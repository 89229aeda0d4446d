use sea_orm_migration::prelude::*;

use super::m20250301_000001_create_users_table::Users;

#[derive(DeriveMigrationName)]
pub struct Migration;

#[async_trait::async_trait]
impl MigrationTrait for Migration {
    async fn up(&self, manager: &SchemaManager) -> Result<(), DbErr> {
        manager.create_table(
            Table::create()
                .table(Tasks::Table)
                .if_not_exists()
                .col(ColumnDef::new(Tasks::TaskId).string().not_null().primary_key())
                .col(ColumnDef::new(Tasks::Title).string().not_null())
                .col(ColumnDef::new(Tasks::Reward).decimal_len(16, 8).not_null())
                .col(ColumnDef::new(Tasks::Link).string().not_null().default(""))
                .col(ColumnDef::new(Tasks::TaskType).string_len(50).not_null().default(""))
                .col(ColumnDef::new(Tasks::CreatedAt).timestamp_with_time_zone().not_null())
                .to_owned()
        ).await?;

        // Completed task set per user; the composite key makes completion idempotent
        manager.create_table(
            Table::create()
                .table(CompletedTasks::Table)
                .if_not_exists()
                .col(ColumnDef::new(CompletedTasks::UserId).string().not_null())
                .col(ColumnDef::new(CompletedTasks::TaskId).string().not_null())
                .col(
                    ColumnDef::new(CompletedTasks::CompletedAt)
                        .timestamp_with_time_zone()
                        .not_null()
                )
                .primary_key(
                    Index::create().col(CompletedTasks::UserId).col(CompletedTasks::TaskId)
                )
                .foreign_key(
                    ForeignKey::create()
                        .name("fk_completed_tasks_user")
                        .from(CompletedTasks::Table, CompletedTasks::UserId)
                        .to(Users::Table, Users::UserId)
                )
                .foreign_key(
                    ForeignKey::create()
                        .name("fk_completed_tasks_task")
                        .from(CompletedTasks::Table, CompletedTasks::TaskId)
                        .to(Tasks::Table, Tasks::TaskId)
                )
                .to_owned()
        ).await?;

        Ok(())
    }

    async fn down(&self, manager: &SchemaManager) -> Result<(), DbErr> {
        manager.drop_table(Table::drop().table(CompletedTasks::Table).to_owned()).await?;

        manager.drop_table(Table::drop().table(Tasks::Table).to_owned()).await
    }
}

#[derive(DeriveIden)]
enum Tasks {
    Table,
    TaskId,
    Title,
    Reward,
    Link,
    TaskType,
    CreatedAt,
}

#[derive(DeriveIden)]
enum CompletedTasks {
    Table,
    UserId,
    TaskId,
    CompletedAt,
}
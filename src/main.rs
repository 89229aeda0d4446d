use std::sync::Arc;

use anyhow::Context;
use reward_ledger::api::{ self, AppState };
use reward_ledger::auth::{ IdentityVerifier, TelegramInitDataVerifier };
use reward_ledger::services::{
    AdService,
    CheckinService,
    ConfigService,
    LedgerService,
    TaskService,
    UserLocks,
    WithdrawalService,
};
use reward_ledger::{ db, Config };
use tower_http::cors::CorsLayer;
use tower_http::trace::TraceLayer;
use tracing_subscriber::{ layer::SubscriberExt, util::SubscriberInitExt };

#[tokio::main]
async fn main() -> anyhow::Result<()> {
    tracing_subscriber
        ::registry()
        .with(
            tracing_subscriber::EnvFilter
                ::try_from_default_env()
                .unwrap_or_else(|_| "reward_ledger=debug,tower_http=debug".into())
        )
        .with(tracing_subscriber::fmt::layer())
        .init();

    let config = Config::from_env().map_err(|e| reward_ledger::AppError::Config(e.to_string()))?;

    tracing::info!("Starting reward-ledger (day offset {})", config.day_boundary_offset);

    let db = db::connect(&config.database_url).await.context("Failed to open database")?;
    tracing::info!("Database connected and migrated");

    let admins = Arc::new(config.admin_ids.clone());
    let locks = UserLocks::new();

    let config_service = Arc::new(ConfigService::new(db.clone(), admins.clone()));
    config_service.seed_defaults().await.context("Failed to seed reward config")?;

    let verifier: Option<Arc<dyn IdentityVerifier>> = match &config.telegram_bot_token {
        Some(token) => Some(Arc::new(TelegramInitDataVerifier::new(token)?)),
        None => {
            tracing::warn!("TELEGRAM_BOT_TOKEN is not set, init data cannot be verified and admin routes are disabled");
            None
        }
    };
    if config.require_init_data && verifier.is_none() {
        anyhow::bail!("REQUIRE_INIT_DATA is set but TELEGRAM_BOT_TOKEN is missing");
    }

    let state = AppState {
        ledger: Arc::new(LedgerService::new(db.clone(), locks.clone())),
        config: config_service,
        ads: Arc::new(AdService::new(db.clone(), locks.clone())),
        checkin: Arc::new(CheckinService::new(db.clone(), locks.clone(), config.day_boundary_offset)),
        tasks: Arc::new(TaskService::new(db.clone(), locks.clone(), admins.clone())),
        withdrawals: Arc::new(WithdrawalService::new(db, locks, admins.clone())),
        verifier,
        admins,
        require_init_data: config.require_init_data,
    };

    let app = api::router(state).layer(CorsLayer::permissive()).layer(TraceLayer::new_for_http());

    let addr = config.server_addr();
    tracing::info!("Server listening on {}", addr);

    let listener = tokio::net::TcpListener::bind(&addr).await.with_context(|| format!("Failed to bind {}", addr))?;
    axum::serve(listener, app).await.context("Server error")?;

    Ok(())
}
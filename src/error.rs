use rust_decimal::Decimal;
use thiserror::Error;

#[derive(Error, Debug)]
pub enum AppError {
    #[error("Database error: {0}")] Database(#[from] sea_orm::DbErr),

    #[error("Invalid input: {0}")] InvalidInput(String),

    #[error("No initData provided")]
    MissingInitData,

    #[error("No user data")]
    MissingUserData,

    #[error("Invalid signature")]
    InvalidSignature,

    #[error("Unauthorized")]
    Unauthorized,

    #[error("{0}")] NotFound(String),

    #[error("Ad limit reached")]
    LimitReached,

    #[error("{0}")] AlreadyClaimed(String),

    #[error("Insufficient balance")]
    InsufficientFunds,

    #[error("Minimum withdrawal is {}", .minimum.normalize())]
    BelowMinimumWithdrawal {
        minimum: Decimal,
    },

    #[error("Configuration error: {0}")] Config(String),

    #[error("Internal error: {0}")] Internal(String),
}

#[derive(serde::Serialize)]
pub struct ErrorResponse {
    pub error: ErrorDetail,
}

#[derive(serde::Serialize)]
pub struct ErrorDetail {
    pub code: String,
    pub message: String,
    #[serde(skip_serializing_if = "Option::is_none")]
    pub field: Option<String>,
}

/// Body for expected business outcomes that did not apply.
#[derive(serde::Serialize)]
pub struct RejectionResponse {
    pub success: bool,
    pub message: String,
}

impl AppError {
    /// Business-rule rejections are expected outcomes, reported as `success: false`
    /// rather than as HTTP errors.
    pub fn is_rejection(&self) -> bool {
        matches!(
            self,
            AppError::LimitReached |
                AppError::AlreadyClaimed(_) |
                AppError::InsufficientFunds |
                AppError::BelowMinimumWithdrawal { .. }
        )
    }

    pub fn to_error_response(&self) -> ErrorResponse {
        let (code, message, field) = match self {
            // Storage and configuration detail stays in the logs
            AppError::Database(_) => ("DATABASE_ERROR", "Internal server error".to_string(), None),
            AppError::Config(_) => ("CONFIG_ERROR", "Server configuration error".to_string(), None),
            AppError::Internal(_) => ("INTERNAL_ERROR", "Internal server error".to_string(), None),
            AppError::InvalidInput(msg) => ("INVALID_INPUT", msg.clone(), None),
            AppError::MissingInitData =>
                ("MISSING_INIT_DATA", self.to_string(), Some("initData".to_string())),
            AppError::MissingUserData => ("MISSING_USER_DATA", self.to_string(), None),
            AppError::InvalidSignature => ("INVALID_SIGNATURE", self.to_string(), None),
            AppError::Unauthorized => ("UNAUTHORIZED", self.to_string(), None),
            AppError::NotFound(msg) => ("NOT_FOUND", msg.clone(), None),
            AppError::LimitReached => ("LIMIT_REACHED", self.to_string(), None),
            AppError::AlreadyClaimed(msg) => ("ALREADY_CLAIMED", msg.clone(), None),
            AppError::InsufficientFunds =>
                ("INSUFFICIENT_FUNDS", self.to_string(), Some("amount".to_string())),
            AppError::BelowMinimumWithdrawal { .. } =>
                ("BELOW_MINIMUM", self.to_string(), Some("amount".to_string())),
        };

        ErrorResponse {
            error: ErrorDetail {
                code: code.to_string(),
                message,
                field,
            },
        }
    }

    pub fn status_code(&self) -> axum::http::StatusCode {
        use axum::http::StatusCode;

        match self {
            | AppError::InvalidInput(_)
            | AppError::MissingInitData
            | AppError::MissingUserData => StatusCode::BAD_REQUEST,
            AppError::InvalidSignature | AppError::Unauthorized => StatusCode::FORBIDDEN,
            AppError::NotFound(_) => StatusCode::NOT_FOUND,
            _ if self.is_rejection() => StatusCode::OK,
            _ => StatusCode::INTERNAL_SERVER_ERROR,
        }
    }
}

impl axum::response::IntoResponse for AppError {
    fn into_response(self) -> axum::response::Response {
        let status = self.status_code();

        if self.is_rejection() {
            tracing::debug!("Rejected: {}", self);
            let body = RejectionResponse {
                success: false,
                message: self.to_string(),
            };
            return (status, axum::Json(body)).into_response();
        }

        if status.is_server_error() {
            tracing::error!("Request failed: {}", self);
        }

        let response = self.to_error_response();
        (status, axum::Json(response)).into_response()
    }
}

pub type Result<T> = std::result::Result<T, AppError>;

#[cfg(test)]
mod tests {
    use super::*;
    use axum::http::StatusCode;
    use rust_decimal_macros::dec;

    #[test]
    fn test_minimum_withdrawal_message_is_normalized() {
        let err = AppError::BelowMinimumWithdrawal { minimum: dec!(5.00) };
        assert_eq!(err.to_string(), "Minimum withdrawal is 5");

        let err = AppError::BelowMinimumWithdrawal { minimum: dec!(2.50) };
        assert_eq!(err.to_string(), "Minimum withdrawal is 2.5");
    }

    #[test]
    fn test_status_mapping() {
        assert_eq!(AppError::InvalidInput("x".into()).status_code(), StatusCode::BAD_REQUEST);
        assert_eq!(AppError::MissingInitData.status_code(), StatusCode::BAD_REQUEST);
        assert_eq!(AppError::InvalidSignature.status_code(), StatusCode::FORBIDDEN);
        assert_eq!(AppError::Unauthorized.status_code(), StatusCode::FORBIDDEN);
        assert_eq!(AppError::NotFound("User not found".into()).status_code(), StatusCode::NOT_FOUND);
        assert_eq!(AppError::LimitReached.status_code(), StatusCode::OK);
        assert_eq!(AppError::InsufficientFunds.status_code(), StatusCode::OK);
        assert_eq!(
            AppError::Internal("boom".into()).status_code(),
            StatusCode::INTERNAL_SERVER_ERROR
        );
    }

    #[test]
    fn test_internal_detail_is_not_exposed() {
        let response = AppError::Internal("connection refused at 10.0.0.3".into()).to_error_response();
        assert_eq!(response.error.message, "Internal server error");
    }
}
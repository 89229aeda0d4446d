use axum::extract::State;
use axum::Json;

use crate::error::Result;
use crate::services::ReferralSummary;

use super::{ AppQuery, AppState, UserQuery };

pub async fn list(
    State(state): State<AppState>,
    AppQuery(query): AppQuery<UserQuery>
) -> Result<Json<Vec<ReferralSummary>>> {
    let referrals = state.ledger.list_referrals(&query.user_id).await?;

    Ok(Json(referrals))
}
use chrono::{ DateTime, Utc };
use sea_orm::sea_query::Expr;
use sea_orm::{
    prelude::Decimal,
    ActiveModelTrait,
    ColumnTrait,
    ConnectionTrait,
    EntityTrait,
    QueryFilter,
    QueryOrder,
    Set,
};
use uuid::Uuid;

use crate::db::entity::{ withdrawal, Withdrawal };
use crate::enums::WithdrawalStatus;
use crate::error::Result;

pub struct WithdrawalRepository<'a, C> {
    conn: &'a C,
}

impl<'a, C: ConnectionTrait> WithdrawalRepository<'a, C> {
    pub fn new(conn: &'a C) -> Self {
        Self { conn }
    }

    pub async fn create_pending(
        &self,
        user_id: &str,
        amount: Decimal,
        wallet: String,
        now: DateTime<Utc>
    ) -> Result<withdrawal::Model> {
        let request = withdrawal::ActiveModel {
            req_id: Set(format!("req_{}", Uuid::new_v4().simple())),
            user_id: Set(user_id.to_string()),
            amount: Set(amount),
            wallet: Set(wallet),
            status: Set(WithdrawalStatus::Pending.to_string()),
            requested_at: Set(now),
            processed_at: Set(None),
            processed_by: Set(None),
        };

        let request = request.insert(self.conn).await?;
        Ok(request)
    }

    pub async fn find(&self, req_id: &str) -> Result<Option<withdrawal::Model>> {
        let request = Withdrawal::find_by_id(req_id.to_string()).one(self.conn).await?;
        Ok(request)
    }

    /// Move a pending request to approved. Returns false when the request was
    /// not pending (already approved or missing).
    pub async fn approve_pending(
        &self,
        req_id: &str,
        admin_id: &str,
        now: DateTime<Utc>
    ) -> Result<bool> {
        let result = Withdrawal::update_many()
            .col_expr(withdrawal::Column::Status, Expr::value(WithdrawalStatus::Approved.as_str()))
            .col_expr(withdrawal::Column::ProcessedAt, Expr::value(Some(now)))
            .col_expr(withdrawal::Column::ProcessedBy, Expr::value(Some(admin_id.to_string())))
            .filter(withdrawal::Column::ReqId.eq(req_id))
            .filter(withdrawal::Column::Status.eq(WithdrawalStatus::Pending.as_str()))
            .exec(self.conn).await?;

        Ok(result.rows_affected > 0)
    }

    pub async fn list_by_user(&self, user_id: &str) -> Result<Vec<withdrawal::Model>> {
        let requests = Withdrawal::find()
            .filter(withdrawal::Column::UserId.eq(user_id))
            .order_by_desc(withdrawal::Column::RequestedAt)
            .all(self.conn).await?;

        Ok(requests)
    }

    pub async fn list_by_status(&self, status: WithdrawalStatus) -> Result<Vec<withdrawal::Model>> {
        let requests = Withdrawal::find()
            .filter(withdrawal::Column::Status.eq(status.as_str()))
            .order_by_desc(withdrawal::Column::RequestedAt)
            .all(self.conn).await?;

        Ok(requests)
    }
}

******

# Try it
All lines from the opening of the material through the line that contains "makes completion idempotent" are to be printed exactly, with no others.

# Result of this exercise
repository 89229aeda0d4446d
use sea_orm_migration::prelude::*;

use super::m20250301_000001_create_users_table::Users;

#[derive(DeriveMigrationName)]
pub struct Migration;

#[async_trait::async_trait]
impl MigrationTrait for Migration {
    async fn up(&self, manager: &SchemaManager) -> Result<(), DbErr> {
        manager.create_table(
            Table::create()
                .table(Tasks::Table)
                .if_not_exists()
                .col(ColumnDef::new(Tasks::TaskId).string().not_null().primary_key())
                .col(ColumnDef::new(Tasks::Title).string().not_null())
                .col(ColumnDef::new(Tasks::Reward).decimal_len(16, 8).not_null())
                .col(ColumnDef::new(Tasks::Link).string().not_null().default(""))
                .col(ColumnDef::new(Tasks::TaskType).string_len(50).not_null().default(""))
                .col(ColumnDef::new(Tasks::CreatedAt).timestamp_with_time_zone().not_null())
                .to_owned()
        ).await?;

        // Completed task set per user; the composite key makes completion idempotent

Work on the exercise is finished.